Returning home from the bloody streets of Kirkuk, Iraq, Leroy (Brett Matthews) is having a hard time adjusting to civilian life. At his welcome home party, thrown by his wife Alicia (Isabel Thompson) at the local American Legion, he shies from the well wishing but ignorant company to be alone with Henry V and the words of glory and honor that got him through the war. But as he conjures the eloquent court of warrior princes and lets his imagination crown his king (Jospeh Sultani) he is visited by the ghosts of those he left overseas Sgt. Muller (Jesse Daved Perez), Bashir the interpreter (Adam King) and Amira (Cemre Paksoy) the seed of all his nightmares.

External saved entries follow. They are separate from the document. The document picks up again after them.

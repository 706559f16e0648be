//! Packet traffic accounting.
//!
//! The transport records every frame it sends or receives; a summary drains
//! the recorded entries and aggregates them.

use std::sync::{Arc, Mutex};

use ahash::AHashMap;
use tracing::debug;

/// One sent or received frame
#[derive(Debug, Clone, Copy, PartialEq, Eq)]
pub struct PacketLog {
    pub id: u16,
    pub encrypted: bool,
    pub outgoing: bool,
    pub bytes: usize,
}

/// Aggregate over all frames logged since the previous summary
#[derive(Debug, Clone, Default, PartialEq)]
pub struct PacketSummary {
    pub total: u64,
    pub total_in: u64,
    pub total_out: u64,
    pub total_encrypted: u64,
    pub total_cleartext: u64,
    pub total_bytes: u64,
    pub total_bytes_in: u64,
    pub total_bytes_out: u64,
    pub bytes_per_packet: f32,
    pub encrypted_ratio: f32,
    pub packet_counts: AHashMap<u16, u64>,
}

impl PacketSummary {
    /// Packet ids with their counts, most frequent first
    pub fn sorted_counts(&self) -> Vec<(u16, u64)> {
        let mut counts: Vec<(u16, u64)> = self.packet_counts.iter().map(|(&id, &n)| (id, n)).collect();
        counts.sort_by(|a, b| b.1.cmp(&a.1).then(a.0.cmp(&b.0)));
        counts
    }

    pub fn log(&self) {
        debug!("====== Packet summary ======");
        if self.total == 0 {
            debug!("No packets have been sent during this period.");
        } else {
            debug!(
                "Total packets: {} ({} sent, {} received)",
                self.total, self.total_out, self.total_in
            );
            debug!(
                "Encrypted packets: {} ({} cleartext, ratio: {:.1}%)",
                self.total_encrypted,
                self.total_cleartext,
                self.encrypted_ratio * 100.0
            );
            debug!(
                "Total bytes transferred: {} ({} sent, {} received)",
                format_bytes(self.total_bytes),
                format_bytes(self.total_bytes_out),
                format_bytes(self.total_bytes_in)
            );
            debug!("Average bytes per packet: {}", format_bytes(self.bytes_per_packet as u64));
            for (id, count) in self.sorted_counts() {
                debug!("Packet {} - {} occurrences", id, count);
            }
        }
        debug!("==== Packet summary end ====");
    }
}

/// Shared traffic log. Cloning shares the underlying buffer.
#[derive(Debug, Clone, Default)]
pub struct PacketLogger {
    entries: Arc<Mutex<Vec<PacketLog>>>,
}

impl PacketLogger {
    pub fn new() -> Self {
        Self::default()
    }

    pub fn record(&self, log: PacketLog) {
        self.entries.lock().unwrap_or_else(|e| e.into_inner()).push(log);
    }

    pub fn record_frame(&self, frame: &[u8], outgoing: bool) {
        if frame.len() < 3 {
            return;
        }
        self.record(PacketLog {
            id: u16::from_be_bytes([frame[0], frame[1]]),
            encrypted: frame[2] != 0,
            outgoing,
            bytes: frame.len(),
        });
    }

    /// Drain all entries into a summary
    pub fn summary(&self) -> PacketSummary {
        let entries = std::mem::take(&mut *self.entries.lock().unwrap_or_else(|e| e.into_inner()));

        let mut summary = PacketSummary::default();
        for log in entries {
            summary.total += 1;
            summary.total_bytes += log.bytes as u64;
            if log.outgoing {
                summary.total_out += 1;
                summary.total_bytes_out += log.bytes as u64;
            } else {
                summary.total_in += 1;
                summary.total_bytes_in += log.bytes as u64;
            }

            if log.encrypted {
                summary.total_encrypted += 1;
            } else {
                summary.total_cleartext += 1;
            }

            *summary.packet_counts.entry(log.id).or_insert(0) += 1;
        }

        if summary.total > 0 {
            summary.bytes_per_packet = summary.total_bytes as f32 / summary.total as f32;
            summary.encrypted_ratio = summary.total_encrypted as f32 / summary.total as f32;
        }
        summary
    }
}

fn format_bytes(bytes: u64) -> String {
    const UNITS: [&str; 4] = ["B", "KiB", "MiB", "GiB"];
    let mut value = bytes as f64;
    let mut unit = 0;
    while value >= 1024.0 && unit < UNITS.len() - 1 {
        value /= 1024.0;
        unit += 1;
    }
    if unit == 0 {
        format!("{bytes}B")
    } else {
        format!("{value:.2}{}", UNITS[unit])
    }
}
use bitflags::bitflags;

use crate::codec::{BinaryReader, BinaryWriter, Encode};
use crate::error::{Error, Result};
use super::crypto::CryptoBox;

/// Protocol version sent in the crypto handshake
pub const PROTOCOL_VERSION: u16 = 2;

/// Maximum frame size (MTU-safe for UDP; TCP frames share the limit)
pub const MAX_PACKET_SIZE: usize = 65536;

/// Static per-type packet properties
pub trait PacketMetadata {
    const PACKET_ID: u16;
    const ENCRYPTED: bool;
    /// Send over the reliable (stream) transport instead of datagrams
    const RELIABLE: bool;
    const NAME: &'static str;

    fn flags() -> PacketFlags {
        PacketFlags::from_static(Self::ENCRYPTED, Self::RELIABLE)
    }
}

bitflags! {
    /// Registry-level flags of a packet type
    #[derive(Debug, Clone, Copy, PartialEq, Eq, Hash, Default)]
    pub struct PacketFlags: u8 {
        const ENCRYPTED = 0x01;
        const RELIABLE = 0x02;
    }
}

impl PacketFlags {
    pub const fn from_static(encrypted: bool, reliable: bool) -> Self {
        let mut bits = 0;
        if encrypted {
            bits |= Self::ENCRYPTED.bits();
        }
        if reliable {
            bits |= Self::RELIABLE.bits();
        }
        Self::from_bits_truncate(bits)
    }

    pub fn encrypted(self) -> bool {
        self.contains(Self::ENCRYPTED)
    }

    pub fn reliable(self) -> bool {
        self.contains(Self::RELIABLE)
    }
}

/// Frame header: `[u16 packet id][u8 encrypted]`
#[derive(Debug, Clone, Copy, PartialEq, Eq)]
pub struct PacketHeader {
    pub packet_id: u16,
    pub encrypted: bool,
}

impl PacketHeader {
    pub const SIZE: usize = 3;

    pub const fn from_packet<P: PacketMetadata>() -> Self {
        Self {
            packet_id: P::PACKET_ID,
            encrypted: P::ENCRYPTED,
        }
    }

    /// Parse header from raw frame data, returns header and payload start position
    pub fn parse(data: &[u8]) -> Result<(Self, usize)> {
        let mut reader = BinaryReader::new(data);
        let packet_id = reader.read_u16()?;
        let encrypted = reader.read_bool()?;
        Ok((Self { packet_id, encrypted }, reader.position()))
    }

    pub fn write(&self, writer: &mut BinaryWriter) {
        writer.write_u16(self.packet_id);
        writer.write_bool(self.encrypted);
    }
}

/// Encoded frame ready for the transport
#[derive(Debug, Clone, PartialEq, Eq)]
pub struct OutgoingFrame {
    pub packet_id: u16,
    pub reliable: bool,
    pub bytes: Vec<u8>,
}

/// Encode header and payload, encrypting the payload when the type asks for it.
pub fn encode_packet<P: PacketMetadata + Encode>(packet: &P, crypto: Option<&CryptoBox>) -> Result<OutgoingFrame> {
    let mut payload = BinaryWriter::new();
    packet.encode(&mut payload);
    let payload = payload.finish().map_err(|e| e.in_packet(P::PACKET_ID))?;
    build_frame(P::PACKET_ID, P::flags(), &payload, crypto)
}

pub(crate) fn build_frame(
    packet_id: u16,
    flags: PacketFlags,
    payload: &[u8],
    crypto: Option<&CryptoBox>,
) -> Result<OutgoingFrame> {
    let mut writer = BinaryWriter::with_capacity(PacketHeader::SIZE + payload.len() + 32);
    PacketHeader {
        packet_id,
        encrypted: flags.encrypted(),
    }
    .write(&mut writer);

    if flags.encrypted() {
        let crypto = crypto.ok_or(Error::MissingSessionKey(packet_id))?;
        writer.write_bytes(&crypto.encrypt(payload)?);
    } else {
        writer.write_bytes(payload);
    }

    if writer.len() > MAX_PACKET_SIZE {
        return Err(Error::PacketTooLarge {
            size: writer.len(),
            max: MAX_PACKET_SIZE,
        });
    }

    Ok(OutgoingFrame {
        packet_id,
        reliable: flags.reliable(),
        bytes: writer.into_vec(),
    })
}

Following Leroy and the English army round and about a golf course in the dead of night, herded by menacing soldiers with pikes, we are granted a lot of time between bursts of verse to wonder what adapter Damon Krometis thinks about Henry V and its relation to war and that strange creature, the soldier. Leroy is seeking the glory that led him to join up (and the production gleams with his many silent and rock steady attempts to prove himself worthy of that dream) while Bashir and Muller (super-ego ghost and id ghost, respectively) keep ushering him back to the dirty, base and unfounded war he experienced. We don’t know where Leroy and Krometis comes down on: the soldier as anti-hero or villain with good marketing but this is the rare case where ambiguity seems right. The ending feels rushed, we don’t know how Leroy has dealt with his haunting, but as many who return never do manage to fully exorcize themselves, this too seems sadly right.


As with every production of Henry V ever made, the real clincher of the evening comes on the feast of Crispian. Throughout the production Leroy has used every devise he knows to show us the power and the glory of shakespeare’s elbow deep use of storytelling and finely wrought verse (never mind that a couple of his sendlings cannot speak it worth a bent pin, the majority take to it like fish to water), even he is overshadowed by the power and dedication of his company: both in the imagined, remembered and literal field. Closed around a circle of light, shoulder to shoulder with the tired the weary and the wretched we can see Henry’s resolve to make Agincourt his greatest victory be kindled and shine out in the faces of his troops, their jaws locked in determination their eyes shining as their king calls out their importance. But the incantation, even as it warms our own cockles touches our hearts with cold, for we have seen, and are about to see, what will come of the fire now it has been kindled.